Chacko M S, Adamo M L
Department of Biochemistry, University of Texas Health Science Center, San Antonio 78229-3900, USA.
Endocrinology. 2000 Oct;141(10):3546-55. doi: 10.1210/endo.141.10.7729.
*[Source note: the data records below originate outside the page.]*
use chrono::NaiveDate;
use serde::{Deserialize, Serialize};

/// Structural check applied to the applicant identifier before any scoring.
pub trait IdentifierValidator: Send + Sync {
    fn is_valid(&self, identifier: &str) -> bool;

    /// Birth date and gender encoded in the identifier, when the format carries them.
    fn demographics(&self, _identifier: &str) -> Option<Demographics> {
        None
    }
}

#[derive(Debug, Clone, Copy, PartialEq, Eq, Serialize, Deserialize)]
#[serde(rename_all = "snake_case")]
pub enum Gender {
    Male,
    Female,
}

#[derive(Debug, Clone, Copy, PartialEq, Eq)]
pub struct Demographics {
    pub date_of_birth: NaiveDate,
    pub gender: Gender,
}

#[derive(Debug, Clone, PartialEq, Eq, thiserror::Error)]
pub enum PersonalCodeError {
    #[error("personal code must have 11 digits (got {0} characters)")]
    Length(usize),
    #[error("personal code may only contain digits")]
    NonDigit,
    #[error("unknown century marker {0}")]
    CenturyMarker(u8),
    #[error("personal code does not encode a calendar date")]
    BirthDate,
    #[error("check digit {found} does not match computed {expected}")]
    Checksum { expected: u8, found: u8 },
}

const CODE_LENGTH: usize = 11;
const PRIMARY_WEIGHTS: [u8; 10] = [1, 2, 3, 4, 5, 6, 7, 8, 9, 1];
const SECONDARY_WEIGHTS: [u8; 10] = [3, 4, 5, 6, 7, 8, 9, 1, 2, 3];

/// Parsed Estonian personal identification code (`GYYMMDDSSSC`).
///
/// `G` encodes century and gender, `YYMMDD` the birth date, `SSS` a serial number
/// and `C` the modulo-11 check digit.
#[derive(Debug, Clone, PartialEq, Eq)]
pub struct EstonianPersonalCode {
    code: String,
    demographics: Demographics,
}

impl EstonianPersonalCode {
    pub fn parse(raw: &str) -> Result<Self, PersonalCodeError> {
        if raw.chars().count() != CODE_LENGTH {
            return Err(PersonalCodeError::Length(raw.chars().count()));
        }
        if !raw.bytes().all(|byte| byte.is_ascii_digit()) {
            return Err(PersonalCodeError::NonDigit);
        }

        let digits: Vec<u8> = raw.bytes().map(|byte| byte - b'0').collect();
        let marker = digits[0];
        let (century, gender) = match marker {
            1 | 2 => (1800, gender_for(marker)),
            3 | 4 => (1900, gender_for(marker)),
            5 | 6 => (2000, gender_for(marker)),
            7 | 8 => (2100, gender_for(marker)),
            other => return Err(PersonalCodeError::CenturyMarker(other)),
        };

        let number = |from: usize| i32::from(digits[from]) * 10 + i32::from(digits[from + 1]);
        let year = century + number(1);
        let month = number(3) as u32;
        let day = number(5) as u32;
        let date_of_birth =
            NaiveDate::from_ymd_opt(year, month, day).ok_or(PersonalCodeError::BirthDate)?;

        let expected = check_digit(&digits[..10]);
        let found = digits[10];
        if expected != found {
            return Err(PersonalCodeError::Checksum { expected, found });
        }

        Ok(Self {
            code: raw.to_string(),
            demographics: Demographics {
                date_of_birth,
                gender,
            },
        })
    }

    pub fn as_str(&self) -> &str {
        &self.code
    }

    pub fn date_of_birth(&self) -> NaiveDate {
        self.demographics.date_of_birth
    }

    pub fn gender(&self) -> Gender {
        self.demographics.gender
    }

    pub fn demographics(&self) -> Demographics {
        self.demographics
    }

    /// Completed years of age on `today`.
    pub fn age_on(&self, today: NaiveDate) -> i64 {
        super::policy::age_on(self.demographics.date_of_birth, today)
    }

    /// The last `digits` digits of the code read as a number.
    pub fn segment_key(&self, digits: u32) -> Option<u32> {
        let digits = usize::try_from(digits).ok().filter(|digits| *digits > 0)?;
        let start = self.code.len().checked_sub(digits)?;
        self.code.get(start..)?.parse().ok()
    }
}

fn gender_for(marker: u8) -> Gender {
    if marker % 2 == 1 {
        Gender::Male
    } else {
        Gender::Female
    }
}

fn weighted_remainder(digits: &[u8], weights: &[u8; 10]) -> u8 {
    let sum: u32 = digits
        .iter()
        .zip(weights)
        .map(|(digit, weight)| u32::from(*digit) * u32::from(*weight))
        .sum();
    (sum % 11) as u8
}

fn check_digit(digits: &[u8]) -> u8 {
    match weighted_remainder(digits, &PRIMARY_WEIGHTS) {
        10 => match weighted_remainder(digits, &SECONDARY_WEIGHTS) {
            10 => 0,
            remainder => remainder,
        },
        remainder => remainder,
    }
}

/// Default validator accepting well-formed Estonian personal codes.
#[derive(Debug, Clone, Copy, Default)]
pub struct EstonianPersonalCodeValidator;

impl IdentifierValidator for EstonianPersonalCodeValidator {
    fn is_valid(&self, identifier: &str) -> bool {
        EstonianPersonalCode::parse(identifier).is_ok()
    }

    fn demographics(&self, identifier: &str) -> Option<Demographics> {
        EstonianPersonalCode::parse(identifier)
            .ok()
            .map(|code| code.demographics())
    }
}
Poly(IC), a synthetic double-stranded RNA copolymer of inosinic and cytidilic acids, decreases the growth of normal and tumorigenic cells. We tested the hypothesis that Poly(IC) decreases C6 glioma cell growth by disrupting an autocrine insulin-like growth factor I (IGF-I) growth loop. Addition of Poly(IC) decreased C6 cell number in confluent and sparse cultures in a dose-dependent manner. Addition of exogenous IGF-I partially compensated for the decrease in cell number caused by Poly(IC) in confluent and subconfluent cultures of C6 cells, suggesting that one mechanism of Poly(IC) action is through down-regulation of IGF-I gene expression and/or action. Treatment of confluent C6 cells with 10 and 200 microg/ml Poly(IC) for 24 h decreased IGF-I messenger RNA (mRNA) levels to 50% and 25% of the control value, respectively. Treatment of C6 cells with 200 microg/ml Poly(IC) for 24 h reduced IGF-I receptor mRNA levels to 50% of the control level. IGF-binding protein-1 (IGFBP-1), -2, and -6 mRNAs were not expressed in the C6 cells used in this study. Treatment of C6 cells with 200 microg/ml Poly(IC) for 24 h reduced IGFBP-4 mRNA and IGFBP-5 mRNA levels to 26% and 29% of the control level, respectively. There was no significant change in IGFBP-3, insulin receptor, or actin mRNA levels with Poly(IC) treatment. Treatment of confluent C6 cells with 200 microg/ml Poly(IC) for 24 h decreased levels of immunoreactive IGF-I in conditioned medium (CM) to 55% of the control value, decreased IGF-I receptor beta-subunit levels to 28% of the control value, and decreased levels of IGFBP-3, IGFBP-4, and IGFBP-5 protein in CM to 45%, 50%, and 30% of the control values, respectively. There was no significant change in actin and tubulin protein levels with Poly(IC) treatment. These results suggest that IGF-I gene expression is down-regulated by Poly(IC) treatment and that IGF-I bioavailability and action in C6 cells are also altered due to decreases in IGF-I receptor and binding protein levels.
聚肌胞苷酸(Poly(IC))是一种肌苷酸和胞苷酸的合成双链RNA共聚物,可抑制正常细胞和致瘤细胞的生长。我们检验了以下假设:Poly(IC)通过破坏自分泌胰岛素样生长因子I(IGF-I)生长环来抑制C6胶质瘤细胞的生长。添加Poly(IC)以剂量依赖的方式降低了汇合和稀疏培养物中C6细胞的数量。在C6细胞的汇合和亚汇合培养物中添加外源性IGF-I部分补偿了由Poly(IC)引起的细胞数量减少,这表明Poly(IC)作用的一种机制是通过下调IGF-I基因表达和/或作用。用10和200μg/ml的Poly(IC)处理汇合的C6细胞24小时,分别将IGF-I信使核糖核酸(mRNA)水平降至对照值的50%和25%。用200μg/ml的Poly(IC)处理C6细胞24小时,将IGF-I受体mRNA水平降至对照水平的50%。在本研究中使用的C6细胞中未检测到IGF结合蛋白-1(IGFBP-1)、-2和-6的mRNA表达。用200μg/ml的Poly(IC)处理C6细胞24小时,分别将IGFBP-4 mRNA和IGFBP-5 mRNA水平降至对照水平的26%和29%。Poly(IC)处理后,IGFBP-3、胰岛素受体或肌动蛋白mRNA水平无显著变化。用200μg/ml的Poly(IC)处理汇合的C6细胞24小时,使条件培养基(CM)中免疫反应性IGF-I水平降至对照值的55%,IGF-I受体β亚基水平降至对照值的28%,CM中IGFBP-3、IGFBP-4和IGFBP-5蛋白水平分别降至对照值的45%、50%和30%。Poly(IC)处理后,肌动蛋白和微管蛋白蛋白水平无显著变化。这些结果表明,Poly(IC)处理可下调IGF-I基因表达,并且由于IGF-I受体和结合蛋白水平的降低,C6细胞中IGF-I的生物利用度和作用也发生了改变。